Boston Marathon MCI

THE BOSTON MARATHON BOMBING
David R. King, MD, FACS
Boston has the most robust medical infra-structure per capita of any large city on the planet. This fact,
by itself, allowed the city’s five Level I trauma centers to adequately respond to the terrorist bombings
on Patriot’s Day in 2013. The patients were distributed across each of the trauma centers (and in some
cases even non-trauma center hospitals) in such a way that no one institution was overwhelmed. This
allowed the event to be viewed as a “symmetrical” mass casualty event. Additionally, the bombings
occurred on a city holiday where, except for the marathon course, the streets were clear with without
traffic. This allowed for the facilitation of rapid transport from the scene to the hospitals. The event
occurred at approximately change-of-shift for many nursing resources. This allowed for staff to be
effectively and instantaneously doubled without the delay of mobilizing additional personnel from
home. These circumstances, among others, led to successful management of this incident.

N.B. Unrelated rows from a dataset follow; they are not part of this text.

//! Mock implementations for testing without hardware.
//!
//! Every mock writes into a shared [`SignalTrace`], so a test can assert
//! the exact waveform a motor produced across all of its lines.
//!
//! # Available Mocks
//!
//! | Mock | Trait | Purpose |
//! |------|-------|---------|
//! | [`MockPin`] | [`OutputPin`] | Records level changes |
//! | [`MockPwm`] | [`SetDutyCycle`] | Records duty changes (16-bit range) |
//! | [`MockDelay`] | [`DelayNs`] | Records delays without sleeping |
//! | [`MockHardware`] | [`MotorHardware`] | Hands out the above by GPIO number |
//!
//! # Example
//!
//! ```rust
//! use train_pulse::hal::{MockHardware, SignalTrace};
//! use train_pulse::{MotorDevice, PinConfig, PulseSettings};
//!
//! let trace = SignalTrace::new();
//! let mut hw = MockHardware::new(trace.clone());
//!
//! let mut motor = MotorDevice::from_assignment(
//!     "A",
//!     1_000,
//!     PinConfig::bridge(5, 7, 6),
//!     &PulseSettings::default(),
//!     &mut hw,
//! )
//! .unwrap();
//!
//! motor.forward(Some(40)).unwrap();
//! assert_eq!(trace.last_duty(6), Some((40 * 65_535 / 100) as u16));
//! ```
//!
//! [`OutputPin`]: crate::traits::OutputPin
//! [`SetDutyCycle`]: crate::traits::SetDutyCycle
//! [`DelayNs`]: crate::traits::DelayNs
//! [`MotorHardware`]: crate::traits::MotorHardware

use std::collections::BTreeSet;
use std::sync::{Arc, Mutex};

use embedded_hal::delay::DelayNs;
use embedded_hal::digital::{self, OutputPin};
use embedded_hal::pwm::{self, SetDutyCycle};

use crate::traits::MotorHardware;

// ============================================================================
// Signal Trace
// ============================================================================

/// One observable hardware action.
#[derive(Clone, Copy, Debug, PartialEq, Eq)]
pub enum SignalEvent {
    /// A digital line was driven.
    Level {
        /// GPIO number.
        gpio: u8,
        /// Level written.
        high: bool,
    },
    /// A PWM channel duty was set.
    Duty {
        /// GPIO number.
        gpio: u8,
        /// Raw duty value.
        duty: u16,
    },
    /// Busy-wait in milliseconds.
    DelayMs(u32),
    /// Busy-wait in microseconds.
    DelayUs(u32),
}

/// Shared, cloneable log of hardware actions.
///
/// Clones share the same log. A disabled trace drops everything, which
/// keeps long-running desktop demos from growing without bound.
#[derive(Clone, Debug)]
pub struct SignalTrace {
    events: Option<Arc<Mutex<Vec<SignalEvent>>>>,
}

impl SignalTrace {
    /// Creates an empty, recording trace.
    pub fn new() -> Self {
        Self {
            events: Some(Arc::new(Mutex::new(Vec::new()))),
        }
    }

    /// Creates a trace that records nothing.
    pub fn disabled() -> Self {
        Self { events: None }
    }

    fn record(&self, event: SignalEvent) {
        if let Some(events) = &self.events {
            events.lock().unwrap().push(event);
        }
    }

    /// Snapshot of every recorded event, oldest first.
    pub fn events(&self) -> Vec<SignalEvent> {
        self.events
            .as_ref()
            .map(|events| events.lock().unwrap().clone())
            .unwrap_or_default()
    }

    /// Forget everything recorded so far.
    pub fn clear(&self) {
        if let Some(events) = &self.events {
            events.lock().unwrap().clear();
        }
    }

    /// Every level written to `gpio`, in order.
    pub fn levels(&self, gpio: u8) -> Vec<bool> {
        self.events()
            .into_iter()
            .filter_map(|e| match e {
                SignalEvent::Level { gpio: g, high } if g == gpio => Some(high),
                _ => None,
            })
            .collect()
    }

    /// Number of low-to-high transitions on `gpio`.
    ///
    /// For a pulse frame this equals the number of pulses sent, whichever
    /// edge polarity was used.
    pub fn pulse_count(&self, gpio: u8) -> usize {
        let mut count = 0;
        let mut high = false;
        for level in self.levels(gpio) {
            if level && !high {
                count += 1;
            }
            high = level;
        }
        count
    }

    /// Most recent duty written to the PWM channel on `gpio`.
    pub fn last_duty(&self, gpio: u8) -> Option<u16> {
        self.events().into_iter().rev().find_map(|e| match e {
            SignalEvent::Duty { gpio: g, duty } if g == gpio => Some(duty),
            _ => None,
        })
    }

    /// Sum of all recorded delays, in microseconds.
    pub fn total_delay_us(&self) -> u64 {
        self.events()
            .into_iter()
            .map(|e| match e {
                SignalEvent::DelayMs(ms) => u64::from(ms) * 1_000,
                SignalEvent::DelayUs(us) => u64::from(us),
                _ => 0,
            })
            .sum()
    }
}

impl Default for SignalTrace {
    fn default() -> Self {
        Self::new()
    }
}

// ============================================================================
// Mock Error
// ============================================================================

/// Error raised by mocks configured to fail.
#[derive(Clone, Copy, Debug, PartialEq, Eq)]
pub struct MockError;

impl digital::Error for MockError {
    fn kind(&self) -> digital::ErrorKind {
        digital::ErrorKind::Other
    }
}

impl pwm::Error for MockError {
    fn kind(&self) -> pwm::ErrorKind {
        pwm::ErrorKind::Other
    }
}

// ============================================================================
// Mock Pin
// ============================================================================

/// Mock digital output line.
///
/// # Example
///
/// ```rust
/// use train_pulse::hal::{MockPin, SignalTrace};
/// use embedded_hal::digital::OutputPin;
///
/// let trace = SignalTrace::new();
/// let mut pin = MockPin::new(4, trace.clone());
/// pin.set_high().unwrap();
/// pin.set_low().unwrap();
///
/// assert_eq!(trace.levels(4), vec![true, false]);
/// assert!(!pin.is_high());
/// ```
#[derive(Debug)]
pub struct MockPin {
    gpio: u8,
    high: bool,
    fail: bool,
    trace: SignalTrace,
}

impl MockPin {
    /// Creates a mock line on `gpio`, initially low.
    pub fn new(gpio: u8, trace: SignalTrace) -> Self {
        Self {
            gpio,
            high: false,
            fail: false,
            trace,
        }
    }

    /// Make every write fail with [`MockError`].
    pub fn failing(mut self) -> Self {
        self.fail = true;
        self
    }

    /// GPIO number of this line.
    pub fn gpio(&self) -> u8 {
        self.gpio
    }

    /// Current level.
    pub fn is_high(&self) -> bool {
        self.high
    }

    fn write(&mut self, high: bool) -> Result<(), MockError> {
        if self.fail {
            return Err(MockError);
        }
        self.high = high;
        self.trace.record(SignalEvent::Level { gpio: self.gpio, high });
        Ok(())
    }
}

impl digital::ErrorType for MockPin {
    type Error = MockError;
}

impl OutputPin for MockPin {
    fn set_low(&mut self) -> Result<(), MockError> {
        self.write(false)
    }

    fn set_high(&mut self) -> Result<(), MockError> {
        self.write(true)
    }
}

// ============================================================================
// Mock PWM
// ============================================================================

/// Mock PWM channel with a 16-bit duty range.
#[derive(Debug)]
pub struct MockPwm {
    gpio: u8,
    duty: u16,
    max_duty: u16,
    fail: bool,
    trace: SignalTrace,
}

impl MockPwm {
    /// Creates a mock channel on `gpio` with `max_duty` of 65535, at 0%.
    pub fn new(gpio: u8, trace: SignalTrace) -> Self {
        Self {
            gpio,
            duty: 0,
            max_duty: u16::MAX,
            fail: false,
            trace,
        }
    }

    /// Use a different duty resolution.
    pub fn with_max_duty(mut self, max_duty: u16) -> Self {
        self.max_duty = max_duty;
        self
    }

    /// Make every write fail with [`MockError`].
    pub fn failing(mut self) -> Self {
        self.fail = true;
        self
    }

    /// GPIO number this channel drives.
    pub fn gpio(&self) -> u8 {
        self.gpio
    }

    /// Current raw duty.
    pub fn duty(&self) -> u16 {
        self.duty
    }
}

impl pwm::ErrorType for MockPwm {
    type Error = MockError;
}

impl SetDutyCycle for MockPwm {
    fn max_duty_cycle(&self) -> u16 {
        self.max_duty
    }

    fn set_duty_cycle(&mut self, duty: u16) -> Result<(), MockError> {
        if self.fail {
            return Err(MockError);
        }
        self.duty = duty;
        self.trace.record(SignalEvent::Duty { gpio: self.gpio, duty });
        Ok(())
    }
}

// ============================================================================
// Mock Delay
// ============================================================================

/// Mock busy-wait that records instead of sleeping.
#[derive(Clone, Debug)]
pub struct MockDelay {
    trace: SignalTrace,
}

impl MockDelay {
    /// Creates a delay recording into `trace`.
    pub fn new(trace: SignalTrace) -> Self {
        Self { trace }
    }
}

impl DelayNs for MockDelay {
    fn delay_ns(&mut self, ns: u32) {
        self.trace.record(SignalEvent::DelayUs(ns / 1_000));
    }

    fn delay_us(&mut self, us: u32) {
        self.trace.record(SignalEvent::DelayUs(us));
    }

    fn delay_ms(&mut self, ms: u32) {
        self.trace.record(SignalEvent::DelayMs(ms));
    }
}

// ============================================================================
// Mock Hardware
// ============================================================================

/// Mock pin provider.
///
/// Refuses to hand out a GPIO twice until it is released, and can be
/// told to reject specific pins or hand out lines whose writes fail.
#[derive(Debug, Default)]
pub struct MockHardware {
    trace: SignalTrace,
    claimed: BTreeSet<u8>,
    broken: BTreeSet<u8>,
    failing: BTreeSet<u8>,
}

impl MockHardware {
    /// Creates a provider whose lines record into `trace`.
    pub fn new(trace: SignalTrace) -> Self {
        Self {
            trace,
            ..Default::default()
        }
    }

    /// Make claims of `gpio` fail.
    pub fn with_broken_pin(mut self, gpio: u8) -> Self {
        self.broken.insert(gpio);
        self
    }

    /// Hand out `gpio` normally, but as a line whose writes fail.
    pub fn with_failing_pin(mut self, gpio: u8) -> Self {
        self.failing.insert(gpio);
        self
    }

    /// The shared trace.
    pub fn trace(&self) -> &SignalTrace {
        &self.trace
    }

    /// Returns true if `gpio` has been handed out.
    pub fn is_claimed(&self, gpio: u8) -> bool {
        self.claimed.contains(&gpio)
    }

    fn claim(&mut self, gpio: u8) -> Result<(), MockError> {
        if self.broken.contains(&gpio) || !self.claimed.insert(gpio) {
            return Err(MockError);
        }
        Ok(())
    }
}

impl MotorHardware for MockHardware {
    type Error = MockError;
    type Output = MockPin;
    type Pwm = MockPwm;
    type Delay = MockDelay;

    fn output(&mut self, gpio: u8) -> Result<MockPin, MockError> {
        self.claim(gpio)?;
        let pin = MockPin::new(gpio, self.trace.clone());
        Ok(if self.failing.contains(&gpio) { pin.failing() } else { pin })
    }

    fn pwm(&mut self, gpio: u8, _frequency_hz: u32) -> Result<MockPwm, MockError> {
        self.claim(gpio)?;
        let pwm = MockPwm::new(gpio, self.trace.clone());
        Ok(if self.failing.contains(&gpio) { pwm.failing() } else { pwm })
    }

    fn release_output(&mut self, line: MockPin) {
        self.claimed.remove(&line.gpio());
    }

    fn release_pwm(&mut self, channel: MockPwm) {
        self.claimed.remove(&channel.gpio());
    }

    fn delay(&mut self) -> MockDelay {
        MockDelay::new(self.trace.clone())
    }
}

Once casualties arrived at the hospitals, the emergency departments were cleared of all patients, with
all centers exercising their surge capacity. Surgeons took a forward and aggressive posture with respect
to tourniquet placement and rapid movement of casualties to the operating rooms. Once there, a
damage control approach was liberally exercised in order to clear the rooms for additional patients and
additional waves of patients. Procedures were abbreviated and patients moved to the ICU quickly.
After each patient’s index operation and stabilization, trauma teams met together to carefully go over
all radiologic studies, need for additional studies, and careful secondary and tertiary surveys were
performed. Importantly, dozens of missed injuries were identified that were missed during initial
hemorrhage and contamination control.
The Boston Marathon bombings recently brought home a hard-learned lesson from the battlefield (1):
the desperate need for civilian prehospital tourniquets. As a cause of death on the battlefield, extracavitary extremity hemorrhage has largely been eliminated as a major contributor to preventable
exsanguination (2) due to the ubiquitous presence and early, aggressive use of prehospital tourniquets
(3-6). There were 66 patients with extremity injuries and only 25 had a tourniquet placed, of which only
one purpose-made tourniquets were identified (all others were improvised). It is clear that improvised
tourniquets rarely work (3, 6) and that future efforts need to be directed at equipping prehospital
providers with purpose-made tourniquets and providing the training and sustainment for their proper
application.
Pertinent Bibliography
1. Peev MP, Naraghi L, Chang Y, Demoya M, Fagenholz P, Yeh D, Velmahos G, King DR. Real-time
sample entropy predicts life-saving interventions after the Boston Marathon bombing. J Crit
Care. 2013 Dec;28(6):1109
2. Eastridge BJ, Mabry RL, Seguin P, Cantrell J, Tops T, Uribe P, Mallett O, Zubko T, Oetjen-Gerdes L,
Rasmussen TE, Butler FK, Kotwal RS, Holcomb JB, Wade C, Champion H, Lawnick M, Moores L,
Blackbourne LH. Death on the battlefield (2001-2011): implications for the future of combat
casualty care. J Trauma Acute Care Surg. 2012 Dec;73(6 Suppl 5):S431-7.
3. Beekley AC, Sebesta JA, Blackbourne LH, Herbert GS, Kauvar DS, Baer DG, Walters TJ, Mullenix
PS, Holcomb JB; 31st Combat Support Hospital Research Group. Prehospital tourniquet use in
Operation Iraqi Freedom: effect on hemorrhage control and outcomes. J Trauma. 2008 Feb;64(2
Suppl):S28-37.
4. Kragh JF Jr, Littrel ML, Jones JA, Walters TJ, Baer DG, Wade CE, Holcomb JB. Battle casualty
survival with emergency tourniquet use to stop limb bleeding. J Emerg Med. 2011
Dec;41(6):590-7.
5. Lairet JR, Bebarta VS, Burns CJ, Lairet KF, Rasmussen TE, Renz EM, King BT, Fernandez W,
Gerhardt R, Butler F, DuBose J, Cestero R, Salinas J, Torres P, Minnick J, Blackbourne LH.
Prehospital interventions performed in a combat zone: a prospective multicenter study of 1,003
combat wounded. J Trauma Acute Care Surg. 2012 Aug;73(2 Suppl 1):S38-42.
6. King DR, van der Wilden G, Kragh JF Jr, Blackbourne LH. Forward assessment of 79 prehospital
battlefield tourniquets used in the current war. J Spec Oper Med. 2012 Winter;12(4):33-8.